● **WHAT THE EXERCISE ASKS**: The response must consist of the lines below from the one with "resets the form." through the one with "pub mod mock;", exactly as they appear and with both ends kept.

Collected data entries:
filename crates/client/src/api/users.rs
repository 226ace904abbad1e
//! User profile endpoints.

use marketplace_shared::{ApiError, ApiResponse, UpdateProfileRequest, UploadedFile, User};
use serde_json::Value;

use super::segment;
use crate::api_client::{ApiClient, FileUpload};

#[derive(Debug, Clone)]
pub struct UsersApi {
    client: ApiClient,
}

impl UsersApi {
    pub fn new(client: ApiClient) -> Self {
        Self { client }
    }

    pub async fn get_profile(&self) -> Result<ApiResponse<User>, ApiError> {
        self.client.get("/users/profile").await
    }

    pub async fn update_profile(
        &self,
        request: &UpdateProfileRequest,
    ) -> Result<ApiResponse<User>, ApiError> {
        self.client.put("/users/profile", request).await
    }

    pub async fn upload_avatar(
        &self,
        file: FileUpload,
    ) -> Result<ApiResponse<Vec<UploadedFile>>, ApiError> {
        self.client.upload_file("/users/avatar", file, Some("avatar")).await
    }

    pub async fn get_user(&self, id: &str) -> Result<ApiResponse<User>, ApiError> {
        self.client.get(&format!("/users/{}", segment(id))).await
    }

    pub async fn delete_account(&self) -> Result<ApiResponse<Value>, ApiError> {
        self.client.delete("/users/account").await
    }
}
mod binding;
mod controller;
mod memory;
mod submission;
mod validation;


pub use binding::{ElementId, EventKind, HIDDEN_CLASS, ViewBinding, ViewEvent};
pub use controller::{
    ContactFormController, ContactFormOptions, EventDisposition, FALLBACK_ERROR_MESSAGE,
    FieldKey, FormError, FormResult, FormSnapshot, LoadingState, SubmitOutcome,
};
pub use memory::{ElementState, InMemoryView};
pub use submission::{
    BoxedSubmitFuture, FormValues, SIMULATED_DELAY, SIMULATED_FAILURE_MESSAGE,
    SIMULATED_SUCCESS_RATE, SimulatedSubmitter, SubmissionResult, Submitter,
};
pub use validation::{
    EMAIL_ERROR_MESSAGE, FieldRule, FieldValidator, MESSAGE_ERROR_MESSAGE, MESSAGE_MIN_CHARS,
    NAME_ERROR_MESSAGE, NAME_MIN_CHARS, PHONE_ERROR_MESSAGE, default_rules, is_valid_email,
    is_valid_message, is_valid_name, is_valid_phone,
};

==

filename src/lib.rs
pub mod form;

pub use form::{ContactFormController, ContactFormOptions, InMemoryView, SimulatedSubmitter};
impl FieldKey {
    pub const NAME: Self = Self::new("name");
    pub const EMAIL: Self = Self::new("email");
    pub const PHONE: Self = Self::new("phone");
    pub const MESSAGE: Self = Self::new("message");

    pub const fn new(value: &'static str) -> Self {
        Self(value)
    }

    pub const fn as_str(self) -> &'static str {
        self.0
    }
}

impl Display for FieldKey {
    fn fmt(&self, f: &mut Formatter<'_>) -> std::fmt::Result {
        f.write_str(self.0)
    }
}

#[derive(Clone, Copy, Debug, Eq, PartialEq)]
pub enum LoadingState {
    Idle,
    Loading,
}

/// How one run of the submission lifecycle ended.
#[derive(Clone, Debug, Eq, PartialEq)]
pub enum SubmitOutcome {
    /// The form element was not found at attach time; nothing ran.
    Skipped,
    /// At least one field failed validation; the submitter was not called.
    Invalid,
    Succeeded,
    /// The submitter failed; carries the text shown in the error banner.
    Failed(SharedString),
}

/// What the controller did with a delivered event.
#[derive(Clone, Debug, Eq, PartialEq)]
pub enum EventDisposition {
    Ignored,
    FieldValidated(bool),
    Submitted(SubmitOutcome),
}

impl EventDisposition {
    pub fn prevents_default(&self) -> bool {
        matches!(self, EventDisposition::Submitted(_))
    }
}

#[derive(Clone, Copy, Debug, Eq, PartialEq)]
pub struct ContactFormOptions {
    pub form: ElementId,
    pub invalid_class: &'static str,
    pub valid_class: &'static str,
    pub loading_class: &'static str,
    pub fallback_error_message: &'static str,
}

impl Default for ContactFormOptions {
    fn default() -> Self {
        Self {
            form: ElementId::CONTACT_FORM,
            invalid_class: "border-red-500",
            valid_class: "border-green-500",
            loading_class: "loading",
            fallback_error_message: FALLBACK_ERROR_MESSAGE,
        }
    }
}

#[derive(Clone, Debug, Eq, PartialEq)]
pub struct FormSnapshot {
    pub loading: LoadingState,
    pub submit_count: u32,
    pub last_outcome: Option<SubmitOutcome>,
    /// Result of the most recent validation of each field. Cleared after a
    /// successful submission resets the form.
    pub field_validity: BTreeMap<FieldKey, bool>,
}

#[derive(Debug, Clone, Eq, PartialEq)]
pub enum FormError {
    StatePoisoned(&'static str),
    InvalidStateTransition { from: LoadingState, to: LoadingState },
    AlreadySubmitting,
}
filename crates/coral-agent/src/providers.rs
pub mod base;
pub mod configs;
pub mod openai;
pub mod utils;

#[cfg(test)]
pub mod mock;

==

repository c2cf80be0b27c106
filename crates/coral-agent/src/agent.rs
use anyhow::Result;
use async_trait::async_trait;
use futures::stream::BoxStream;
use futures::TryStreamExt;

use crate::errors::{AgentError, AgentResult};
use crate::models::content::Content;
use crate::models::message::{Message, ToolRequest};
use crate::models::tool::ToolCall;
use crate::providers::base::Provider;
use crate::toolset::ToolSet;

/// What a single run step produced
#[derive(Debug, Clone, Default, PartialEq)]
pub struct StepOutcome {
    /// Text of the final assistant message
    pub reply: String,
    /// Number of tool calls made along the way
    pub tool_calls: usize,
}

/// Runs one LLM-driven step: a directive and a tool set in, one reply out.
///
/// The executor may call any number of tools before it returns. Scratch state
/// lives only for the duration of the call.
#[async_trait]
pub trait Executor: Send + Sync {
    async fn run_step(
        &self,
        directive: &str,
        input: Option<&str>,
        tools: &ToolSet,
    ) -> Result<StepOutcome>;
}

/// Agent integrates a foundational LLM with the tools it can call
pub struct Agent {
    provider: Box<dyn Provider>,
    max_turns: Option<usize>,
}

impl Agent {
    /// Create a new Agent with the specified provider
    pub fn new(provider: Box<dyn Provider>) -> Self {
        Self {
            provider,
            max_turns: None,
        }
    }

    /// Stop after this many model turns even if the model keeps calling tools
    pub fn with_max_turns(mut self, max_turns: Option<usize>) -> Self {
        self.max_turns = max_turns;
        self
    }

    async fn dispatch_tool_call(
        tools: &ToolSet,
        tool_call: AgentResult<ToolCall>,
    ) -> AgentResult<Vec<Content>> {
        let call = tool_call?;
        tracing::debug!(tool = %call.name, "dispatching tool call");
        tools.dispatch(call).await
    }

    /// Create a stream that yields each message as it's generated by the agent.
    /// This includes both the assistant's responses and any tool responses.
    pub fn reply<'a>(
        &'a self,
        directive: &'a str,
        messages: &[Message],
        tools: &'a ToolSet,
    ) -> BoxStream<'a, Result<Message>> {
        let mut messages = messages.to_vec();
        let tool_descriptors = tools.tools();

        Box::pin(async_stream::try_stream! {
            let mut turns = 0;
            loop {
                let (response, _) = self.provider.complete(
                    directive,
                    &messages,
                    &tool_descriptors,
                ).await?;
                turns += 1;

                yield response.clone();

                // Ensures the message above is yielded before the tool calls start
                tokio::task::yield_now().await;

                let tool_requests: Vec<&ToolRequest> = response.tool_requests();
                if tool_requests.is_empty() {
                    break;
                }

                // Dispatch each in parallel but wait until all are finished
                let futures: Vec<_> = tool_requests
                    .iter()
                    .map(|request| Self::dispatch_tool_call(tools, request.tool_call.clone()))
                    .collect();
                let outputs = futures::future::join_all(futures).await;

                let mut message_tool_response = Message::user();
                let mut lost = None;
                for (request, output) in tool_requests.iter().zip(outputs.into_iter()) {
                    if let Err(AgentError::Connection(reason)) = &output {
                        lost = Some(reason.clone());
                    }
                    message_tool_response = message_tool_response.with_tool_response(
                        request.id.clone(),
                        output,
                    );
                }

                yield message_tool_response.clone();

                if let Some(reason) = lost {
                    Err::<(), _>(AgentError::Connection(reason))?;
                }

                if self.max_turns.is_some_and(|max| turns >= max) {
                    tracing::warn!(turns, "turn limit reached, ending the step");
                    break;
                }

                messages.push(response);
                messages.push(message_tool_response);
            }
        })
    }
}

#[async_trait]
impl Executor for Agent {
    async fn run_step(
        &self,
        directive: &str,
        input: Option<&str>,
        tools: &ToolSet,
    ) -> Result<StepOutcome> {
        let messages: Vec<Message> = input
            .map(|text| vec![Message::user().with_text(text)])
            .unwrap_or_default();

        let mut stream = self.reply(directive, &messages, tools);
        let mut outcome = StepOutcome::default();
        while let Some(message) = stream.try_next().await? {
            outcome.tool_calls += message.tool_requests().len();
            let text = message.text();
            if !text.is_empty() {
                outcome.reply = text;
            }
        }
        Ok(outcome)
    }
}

● **WORKED SOLUTION**:
    /// successful submission resets the form.
    pub field_validity: BTreeMap<FieldKey, bool>,
}

#[derive(Debug, Clone, Eq, PartialEq)]
pub enum FormError {
    StatePoisoned(&'static str),
    InvalidStateTransition { from: LoadingState, to: LoadingState },
    AlreadySubmitting,
}
filename crates/coral-agent/src/providers.rs
pub mod base;
pub mod configs;
pub mod openai;
pub mod utils;

#[cfg(test)]
pub mod mock;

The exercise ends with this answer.